If you want to make your file handling safer when using rm, execute the following commands:

echo alias rm=“rm -vi” >> /.bashrc
source /.bashrc

You will now be asked if you want to remove a file before it is removed.

cp – copy, copy files. Use 'touch olle.txt' to create an empty file named olle.txt. 'cp olle.txt sven.txt' means: "make an exact copy of olle.txt and save it as sven.txt". Similarly, 'cp olle.txt Alignments/sven.txt' means: "make a copy of olle.txt and save it as sven.txt in the folder Alignments". Use 'cp -r Alignments Oldalignments' to make a copy of an entire directory and all of its contents.

[henrik@pc157080 olle]$ ls -lt 
total 0
-rw-r--r-- 1 henrik henrik 0 Nov 1 14:00 olle.txt
[henrik@pc157080 olle]$ cp olle.txt sven.txt
[henrik@pc157080 olle]$ mkdir temp
[henrik@pc157080 olle]$ cp sven.txt temp/
[henrik@pc157080 olle]$ cp -r temp/ new
[henrik@pc157080 olle]$ ls -lt
total 8
drwxr-xr-x 2 henrik henrik 4096 Nov 1 14:01 new/
drwxr-xr-x 2 henrik henrik 4096 Nov 1 14:01 temp/
-rw-r--r-- 1 henrik henrik    0 Nov 1 14:00 sven.txt
-rw-r--r-- 1 henrik henrik    0 Nov 1 14:00 olle.txt

cat, more and less – show text files. These commands display text files but will not let you edit them. You will probably end up using them much more often than you would expect. Make a text file through 'ls -lt >DirectoryListing.txt' and then type 'cat DirectoryListing.txt' or 'less DirectoryListing.txt' to view it. 'less' is convenient for viewing text files longer than one page (but not convenient for text files that are truly very large). To quite 'less' type the letter q.

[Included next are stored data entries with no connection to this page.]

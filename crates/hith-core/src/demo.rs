//! Inline demo dataset.
//!
//! Two fictional patients with notes, similar cases and a concept graph. Their feature
//! importances are drawn from a seeded RNG and normalised here, standing in for the upstream
//! attribution step, so the demo is reproducible for a given seed.

use crate::dataset::Dataset;
use crate::ExplainResult;
use hith_fixture::Fixture;
use rand::rngs::StdRng;
use rand::{Rng, SeedableRng};
use serde_json::{json, Map, Value};

const DEMO_FEATURES: &[&str] = &[
    "Age",
    "CRP trend",
    "Oxygen requirement",
    "IV antibiotics",
    "Lives alone",
    "Mobility score",
    "Heart rate",
    "Previous HITH admission",
];

/// Random importances for `labels`, normalised to sum to 1.
fn generated_importance(rng: &mut StdRng, labels: &[&str]) -> Value {
    let raw: Vec<f64> = labels.iter().map(|_| rng.gen_range(0.05..1.0)).collect();
    let total: f64 = raw.iter().sum();

    let map: Map<String, Value> = labels
        .iter()
        .zip(raw)
        .map(|(label, weight)| {
            let impact = if rng.gen_bool(0.7) { "positive" } else { "negative" };
            (
                (*label).to_string(),
                json!({ "score": weight / total, "impact": impact }),
            )
        })
        .collect();
    Value::Object(map)
}

fn john_smith(rng: &mut StdRng) -> Value {
    json!({
        "id": "P001",
        "name": "John Smith",
        "demographics": {"age": 67, "gender": "Male", "ward": "7 East", "bed": 14},
        "eligible": true,
        "similarity_score": 0.87,
        "clinical_info": {
            "diagnosis": "Community acquired pneumonia",
            "vitals": {"BP": "128/76", "HR": 84},
            "medical_specialty": "General Medicine",
            "blood_results": {"CRP": 48, "WCC": 11.4},
            "notes": [
                {
                    "note_id": "N001",
                    "type": "Triage Note",
                    "title": "ED triage",
                    "date": "2024-03-01",
                    "content": "67M presenting with productive cough and fever for 3 days. \
                                CXR shows right lower lobe consolidation consistent with \
                                pneumonia. Sats 94% on room air. No signs of sepsis."
                },
                {
                    "note_id": "N002",
                    "type": "Progress Note",
                    "title": "Medical ward round",
                    "date": "2024-03-03",
                    "content": "Afebrile for 24 hours, observations stable. Community acquired \
                                pneumonia responding to IV antibiotics, CRP trending down from \
                                112 to 48. Tolerating oral intake and mobilising independently. \
                                Lives with wife who is able to assist. Patient keen for early \
                                discharge. Plan: consider Hospital in the Home referral for \
                                completion of IV antibiotics; PICC line insertion booked for \
                                tomorrow morning pending radiology availability."
                },
                {
                    "note_id": "N003",
                    "type": "Allied Health",
                    "title": "Physiotherapy review",
                    "date": "2024-03-03",
                    "content": "Mobility stable, independent with stairs. Safe for home."
                }
            ]
        },
        "similar_patients": [
            {"id": "S101", "name": "Robert Brown", "key_factors": "Pneumonia, stable vitals, good home support"},
            {"id": "S102", "name": "Linda Green", "key_factors": "IV antibiotics via PICC, age 60-70"}
        ],
        "feature_importance": generated_importance(rng, DEMO_FEATURES),
        "concept_graph": {
            "nodes": [
                {"id": "C1", "name": "pneumonia"},
                {"id": "C2", "name": "IV antibiotics"},
                {"id": "C3", "name": "CRP"},
                {"id": "C4", "name": "PICC"},
                {"id": "C5", "name": "sepsis"}
            ],
            "edges": [["C1", "C2"], ["C1", "C3"], ["C2", "C4"], ["C1", "C5"]]
        }
    })
}

fn mary_jones(rng: &mut StdRng) -> Value {
    json!({
        "id": "P002",
        "name": "Mary Jones",
        "demographics": {"age": 82, "gender": "Female", "ward": "4 West", "bed": "3A"},
        "eligible": "Not Eligible",
        "similarity_score": 0.34,
        "clinical_info": {
            "diagnosis": "Urosepsis",
            "vitals": {"BP": "92/58", "HR": 118},
            "medical_specialty": "Geriatric Medicine",
            "notes": [
                {
                    "note_id": "N201",
                    "type": "Nursing",
                    "title": "Overnight nursing",
                    "date": "2024-02-11",
                    "content": "Hypotensive overnight, fluid bolus given. Remains unstable, \
                                query sepsis source urinary. Two recent falls at home.",
                    "highlights": [
                        {"span": "unstable", "impact": "negative"},
                        {"span": "recent falls", "impact": "negative"}
                    ]
                },
                {
                    "note_id": "N202",
                    "type": "Lab",
                    "title": "Blood cultures",
                    "date": "2024-02-12",
                    "content": "E. coli isolated, sensitive to ceftriaxone."
                }
            ]
        },
        "feature_importance": generated_importance(rng, DEMO_FEATURES),
        "concept_graph": {
            "nodes": [
                {"id": "C5", "name": "sepsis"},
                {"id": "C6", "name": "falls"},
                {"id": "C7", "name": "ceftriaxone"}
            ],
            "edges": [["C5", "C7"]]
        }
    })
}

/// Build the demo dataset.
///
/// # Errors
///
/// Only fails if the inline data stops matching the fixture schema.
pub fn demo_dataset(seed: u64) -> ExplainResult<Dataset> {
    let mut rng = StdRng::seed_from_u64(seed);
    let fixture = json!({
        "patients": [john_smith(&mut rng), mary_jones(&mut rng)]
    });

    let patients = Fixture::parse(&fixture.to_string())?;
    Dataset::from_records(patients)
}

[henrik@pc157080 olle]$ ls -lt 
total 8 
-rw-r--r-- 1 henrik henrik 2 Nov 1 14:04 b 
-rw-r--r-- 1 henrik henrik 2 Nov 1 14:04 a 
[henrik@pc157080 olle]$ ls -lt > DirectoryListing.txt 
[henrik@pc157080 olle]$ less DirectoryListing.txt 
total 8 
-rw-r--r-- 1 henrik henrik 0 Nov 1 14:05 DirectoryListing.txt 
-rw-r--r-- 1 henrik henrik 2 Nov 1 14:04 b 
-rw-r--r-- 1 henrik henrik 2 Nov 1 14:04 a

Most of the files used in the field of phylogenetic inference are plain text files, and the text editor hence plays an important part of the daily work of a present-day systematician. In fact, the text editor is probably the singe most important bioinformatics tool you will ever use, so taking the time to learn one is worthwhile. For hardcore text editing there are really only two candidates, vim (or the graphical version of it, gvim) and emacs. They are available for all possible platforms and include things like spell check, ASCII drawing, reading pdf-files, advanced ’search and replace’ etc. Another useful feature of those programs are that they can be configured to suite your needs. The user decides how the program should work and look. To learn all the funky stuff these programs can do will take some time but the basics are easy, although sometimes not that intuitive. The vim editor is based on the more than thirty year old program 'VI' that is deeply integrated in most (probably all) UNIX type operative systems (yes, its installed on your MAC too!). So by learning some basic 'VI' commands you will always be able to edit files on any system you find yourself on. If you decide not to take our advise to learn vim or emacs, there are of course alternatives. To edit text files locally and on a Mac, you may want to try TextWrangler instead – make sure to save any text file meant for the cluster with UNIX line breaks. However, once logged on to Albiorix, you have the opportunity to choose from a range of text editors. You can try one of the following: gedit, gvim, ed, nano, vim or emacs. The two former are largely mouse-driven whereas the latter four are mainly keyboard oriented. Choose one you like and learn how to use it.

Onto Albiorix

If you feel uncomfortable working in a UNIX environment you can start of by only sending files there that are more or less ready for analysis. In the case of MrBayes, for example, you can compile, and test your file containing the alignment and MrBayes-block on your own computer before sending it to the cluster. Once you get more confident you can do all your work on the cluster.

Moving files to Albiorix

Assuming that your file(s) is ready for analysis, and that you indeed have a user account on the cluster, you can copy file(s) to Albiorix with scp

scp olle.txt

This will copy the file olle.txt (in the present directory) to the home directory of user USER on Albiorix. You will be prompted for the password of that particular user account. scp differs from cp in that transmission is encrypted so as to make eavesdropping pointless. The command can therefore be used for moving files between computers. If you are about to copy several files to Albiorix, it is often easier to merge them into an archive prior to sending them:

zip MyArchive file1.txt file2.txt file3.txt

...which means: make a ZIP archive called containing the files file1.txt, file2.txt, and file3.txt. Then use scp to copy onto Albiorix (as above). The command:


... will expand the archive into the files it contains – these files will be restored into the present directory [if ZIP was used as given above]. You can rest assured that the files were restored into their original state unless you are alerted to the contrary.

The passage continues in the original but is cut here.